Ou Sonic ? Non. Ils procurent un défi stimulant pour le
joueur et donc un sentiment grisant d'avoir accompli une sorte
d'exploit, lorsqu'on relève le défi proposé. C'est agréable, mais
pas beau. Il faut cependant nuancer en disant qu'il était sûrement
très dur de provoquer un quelconque lien entre le joueur et un
personnage tel que Mario du fait des limitations techniques de
l'époque. Comment émouvoir lorsqu'on ne peut afficher que quelques
pixels à l'écran ? Cela semble très dur.

Qui plus est, pendant très longtemps, les jeux ne sont vus que comme
un moyen de faire des profits par les compagnies qui les éditent. Le
jeu vidéo a beau être, aux yeux de Nolan Bushnell, le fondateur
d'Atari, une révolution intellectuelle qui lui permet de s'opposer à
la société de l'époque, il finit bien vite par n'être qu'une
façon aisée de gagner de l'argent, comme l'ont montré le rachat
d'Atari par Warner et la crise de 1983 (cf première partie chapitre
I). Le jeu vidéo ne pourra être un art tant qu'on ne le considérera
que sous un angle purement commercial économique, ou pire, comme
uniquement destiné aux enfants. C'est pourtant ainsi qu'il est vu
des années 70 à 90, par de grands hommes tels que Hiroshi Yamauchi
lui-même, qui pourtant feront une carrière remarquable dans cette
industrie.

Cette donnée explique pourquoi les premiers jeux plus
« artistiques » sont apparus sur PC : le public visé
était plus âgé et le CDROM permettait des graphismes plus
élaborés, ce qui impliquait plus de moyens d'émouvoir le joueur.Alone in the Dark, en permettant de recréer l'ambiance des
livres de Lovecraft et l'atmosphère d'un manoir hanté, a permis de
véhiculer une émotion forte et primaire : la peur. Myst, en
offrant aux joueurs des galeries de paysages splendides et des
énigmes souvent compliquées permettant de découvrir un univers où
les mots créent des mondes, laissant ainsi le joueur réfléchir au
pouvoir des mots. On a d'ailleurs pu constater entre la fin des
années 80 et le début des années 90 une vague de jeux français -
dont Alone in the dark fait parti - à l'impact mondial se
caractérisant par des scénarios fouillés, des graphismes soignés
mais des mécaniques de jeux souvent sommaires fut connue sous le nom
de French Touch, donnant ainsi lieu à une sorte de mouvement
artistique semblable à ce que l'on connaît dans les autres arts.
Aujourd'hui encore, Heavy Rain, un jeu du français David Cage
se rapprochant plus de film interactif que du véritable jeu vidéo,
peut être considéré comme le digne descendant de ce mouvement.

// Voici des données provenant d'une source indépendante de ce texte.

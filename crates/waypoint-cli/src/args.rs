//! Command-line argument definitions using clap.
//!
//! Argument structures carry the clap derives and convert into the core
//! parameter types with `From`, so `waypoint-core` stays free of CLI concerns:
//!
//! ```text
//! User Input → CLI Args (clap) → Core Params → TaskManager
//! ```

use std::path::PathBuf;

use clap::{Args as ClapArgs, Parser, Subcommand, ValueEnum};
use waypoint_core::{
    params::{
        ClearAllTasks, Id, ListTasks, QueryTasks, SetTaskStatus, TaskDefinition, UpdateTask,
        VerifyTask,
    },
    MergePolicy, TaskStatus,
};

/// Task tracking for LLM coding agents
///
/// Waypoint keeps a list of tasks with dependencies in a JSON document.
/// Agents split work into tasks, execute and verify them one by one, and
/// search finished work later. `wp serve` exposes the same operations as an
/// MCP server.
#[derive(Parser)]
#[command(version, about, name = "wp")]
pub struct Args {
    /// Directory holding tasks.json and the archive snapshots. Falls back to
    /// $DATA_DIR, then to <workspace-root>/data or $XDG_DATA_HOME/waypoint
    #[arg(long, global = true)]
    pub data_dir: Option<PathBuf>,

    /// Project root used to place or name the data directory
    #[arg(long, global = true)]
    pub workspace_root: Option<PathBuf>,

    /// Disable colored output and use plain text
    #[arg(long, global = true)]
    pub no_color: bool,

    #[command(subcommand)]
    pub command: Option<Commands>,
}

/// Available commands for the Waypoint CLI
#[derive(Subcommand)]
pub enum Commands {
    /// Manage individual tasks
    #[command(alias = "t")]
    Task {
        #[command(subcommand)]
        command: TaskCommands,
    },
    /// Merge a batch of task definitions from a JSON file
    Split(SplitArgs),
    /// Archive completed tasks and empty the task list
    Clear(ClearArgs),
    /// Start the MCP server on stdio
    Serve,
}

/// Task status as accepted on the command line.
#[derive(Clone, Copy, Debug, PartialEq, Eq, ValueEnum)]
pub enum StatusArg {
    Pending,
    #[value(alias = "in_progress")]
    InProgress,
    #[value(alias = "done")]
    Completed,
    Blocked,
}

impl From<StatusArg> for TaskStatus {
    fn from(val: StatusArg) -> Self {
        match val {
            StatusArg::Pending => TaskStatus::Pending,
            StatusArg::InProgress => TaskStatus::InProgress,
            StatusArg::Completed => TaskStatus::Completed,
            StatusArg::Blocked => TaskStatus::Blocked,
        }
    }
}

/// Merge policy as accepted on the command line.
#[derive(Clone, Copy, Debug, PartialEq, Eq, ValueEnum)]
pub enum ModeArg {
    /// Keep every existing task and add the batch
    Append,
    /// Drop unfinished tasks, keep completed ones, add the batch
    Overwrite,
    /// Update tasks with matching names, add the rest
    Selective,
    /// Archive completed tasks, empty the list, add the batch
    #[value(alias = "clearAllTasks")]
    ClearAllTasks,
}

impl From<ModeArg> for MergePolicy {
    fn from(val: ModeArg) -> Self {
        match val {
            ModeArg::Append => MergePolicy::Append,
            ModeArg::Overwrite => MergePolicy::Overwrite,
            ModeArg::Selective => MergePolicy::Selective,
            ModeArg::ClearAllTasks => MergePolicy::ClearAllTasks,
        }
    }
}

/// A task identified by its UUID
#[derive(ClapArgs)]
pub struct TaskIdArgs {
    #[arg(help = "UUID of the task")]
    pub id: String,
}

impl From<TaskIdArgs> for Id {
    fn from(val: TaskIdArgs) -> Self {
        Id { id: val.id }
    }
}

/// Create a single task
#[derive(ClapArgs)]
pub struct AddTaskArgs {
    /// Short task name
    pub name: String,
    #[arg(short, long, default_value = "", help = "What the task does and how")]
    pub description: String,
    #[arg(short, long, help = "Supplementary notes")]
    pub notes: Option<String>,
    #[arg(
        long,
        value_delimiter = ',',
        help = "Prerequisite tasks as comma-separated UUIDs or names"
    )]
    pub deps: Vec<String>,
    #[arg(long, help = "Implementation guide")]
    pub guide: Option<String>,
    #[arg(long, help = "Verification criteria")]
    pub criteria: Option<String>,
}

impl From<AddTaskArgs> for TaskDefinition {
    fn from(val: AddTaskArgs) -> Self {
        TaskDefinition {
            notes: val.notes,
            dependencies: val.deps,
            implementation_guide: val.guide,
            verification_criteria: val.criteria,
            ..TaskDefinition::new(val.name, val.description)
        }
    }
}

/// List tasks, grouped by status
#[derive(ClapArgs)]
pub struct ListTasksArgs {
    #[arg(short, long, value_enum, help = "Only list tasks in this status")]
    pub status: Option<StatusArg>,
}

impl From<ListTasksArgs> for ListTasks {
    fn from(val: ListTasksArgs) -> Self {
        ListTasks {
            status: val.status.map(Into::into),
        }
    }
}

/// Update the content of an unfinished task
#[derive(ClapArgs)]
pub struct UpdateTaskArgs {
    #[arg(help = "UUID of the task to update")]
    pub id: String,
    #[arg(long, help = "New task name")]
    pub name: Option<String>,
    #[arg(short, long, help = "New description")]
    pub description: Option<String>,
    #[arg(short, long, help = "New notes")]
    pub notes: Option<String>,
    #[arg(
        long,
        value_delimiter = ',',
        help = "New prerequisites as comma-separated UUIDs or names"
    )]
    pub deps: Option<Vec<String>>,
    #[arg(long, help = "New implementation guide")]
    pub guide: Option<String>,
    #[arg(long, help = "New verification criteria")]
    pub criteria: Option<String>,
}

impl From<UpdateTaskArgs> for UpdateTask {
    fn from(val: UpdateTaskArgs) -> Self {
        UpdateTask {
            id: val.id,
            name: val.name,
            description: val.description,
            notes: val.notes,
            dependencies: val.deps,
            related_files: None,
            implementation_guide: val.guide,
            verification_criteria: val.criteria,
        }
    }
}

/// Set the status of a task directly
#[derive(ClapArgs)]
pub struct SetStatusArgs {
    #[arg(help = "UUID of the task")]
    pub id: String,
    #[arg(value_enum, help = "New status")]
    pub status: StatusArg,
}

impl From<SetStatusArgs> for SetTaskStatus {
    fn from(val: SetStatusArgs) -> Self {
        SetTaskStatus {
            id: val.id,
            status: val.status.into(),
        }
    }
}

/// Score a task in progress; 80 or more completes it
#[derive(ClapArgs)]
pub struct VerifyArgs {
    #[arg(help = "UUID of the task to verify")]
    pub id: String,
    #[arg(long, help = "Score from 0 to 100")]
    pub score: u8,
    #[arg(long, help = "Completion summary, or the issues to fix")]
    pub summary: String,
}

impl From<VerifyArgs> for VerifyTask {
    fn from(val: VerifyArgs) -> Self {
        VerifyTask {
            id: val.id,
            score: val.score,
            summary: val.summary,
        }
    }
}

/// Search active and archived tasks
#[derive(ClapArgs)]
pub struct QueryArgs {
    #[arg(help = "Keywords, or a task UUID with --id")]
    pub query: String,
    #[arg(long, help = "Treat the query as an exact task UUID")]
    pub id: bool,
    #[arg(long, default_value_t = 1, help = "Page number, starting at 1")]
    pub page: usize,
    #[arg(long, default_value_t = 5, help = "Results per page, 1 to 20")]
    pub page_size: usize,
}

impl From<QueryArgs> for QueryTasks {
    fn from(val: QueryArgs) -> Self {
        QueryTasks {
            query: val.query,
            is_id: val.id,
            page: val.page,
            page_size: val.page_size,
        }
    }
}

#[derive(Subcommand)]
pub enum TaskCommands {
    /// Create a single task
    #[command(alias = "a")]
    Add(AddTaskArgs),
    /// List tasks, grouped by status
    #[command(aliases = ["l", "ls"])]
    List(ListTasksArgs),
    /// Show one active task
    #[command(alias = "s")]
    Show(TaskIdArgs),
    /// Update the content of an unfinished task
    #[command(alias = "u")]
    Update(UpdateTaskArgs),
    /// Set the status of a task directly
    Status(SetStatusArgs),
    /// Delete an unfinished task nothing depends on
    #[command(aliases = ["d", "rm"])]
    Delete(TaskIdArgs),
    /// Start a task whose dependencies are completed
    #[command(alias = "x")]
    Execute(TaskIdArgs),
    /// Score a task in progress; 80 or more completes it
    Verify(VerifyArgs),
    /// Report whether a task can be executed and deleted
    Check(TaskIdArgs),
    /// Assess the complexity of a task
    Complexity(TaskIdArgs),
    /// Search active and archived tasks
    #[command(alias = "q")]
    Query(QueryArgs),
    /// Show a task from the active list or the archives
    Detail(TaskIdArgs),
}

/// Merge a batch of task definitions
///
/// The file holds either a JSON array of task definitions or an object
/// `{"tasks": [...], "globalAnalysisResult": "..."}`.
#[derive(ClapArgs)]
pub struct SplitArgs {
    #[arg(help = "Path of the JSON batch, or - to read standard input")]
    pub file: String,
    #[arg(short, long, value_enum, default_value_t = ModeArg::Append)]
    pub mode: ModeArg,
    #[arg(long, help = "Overall goal, stamped on every created or updated task")]
    pub analysis: Option<String>,
}

/// Archive completed tasks and empty the task list
#[derive(ClapArgs)]
pub struct ClearArgs {
    #[arg(long, help = "Confirm that every task should be removed")]
    pub confirm: bool,
}

impl From<ClearArgs> for ClearAllTasks {
    fn from(val: ClearArgs) -> Self {
        ClearAllTasks {
            confirm: val.confirm,
        }
    }
}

On peut également citer certains « jeux d'auteur » qui
portent à croire que le jeu vidéo est un art. Certaines séries
comme les Metal Gear Solid ont des caractéristiques typiques propres
à leur créateur. Ainsi, dans cette série, les scénarios sont
souvent très alambiqués et profonds et le joueur passe souvent plus
de temps à lire des dialogues ou à regarder des vidéos qu'à
véritablement jouer. Néanmoins, le créateur de ces jeux, Hideo
Kojima, tente vraiment de faire passer des messages profonds aux
joueurs via un scénario de science fiction très riche. Il se paye
même le luxe de mettre en abyme le joueur : dans Metal Gear Solid
2,
votre supérieur hiérarchique vous ordonne soudain d'éteindre
la console, ce qui correspond à un point fort du scénario où vous
découvrez qu'il semble impliqué dans la conspiration dont vous
subissez les effets ! Le joueur est soudain ramené à sa condition,
et ce genre de procédé se rapproche de ceux utilisés en
littérature, et tire donc le jeu vidéo vers le côté d'art plutôt
que vers le divertissement. De même, les productions de Fumito Ueda
telles qu'Ico ou Shadow of the Colossus se
caractérisent par le lyrisme dont elles sont empreintes et par le
côté très contemplatif et touchant qu'elles font ressortir.

 

Il semblerait donc que le jeu vidéo ait un avenir en tant qu'art
véritable, mais que la façon dont le perçoivent certaines
compagnies, qui n'y voient qu'une façon de gagner de l'argent, ou
certains joueurs, qui veulent être divertis mais pas transportés
par une oeuvre, l'empêche de véritablement développer son
potentiel artistique.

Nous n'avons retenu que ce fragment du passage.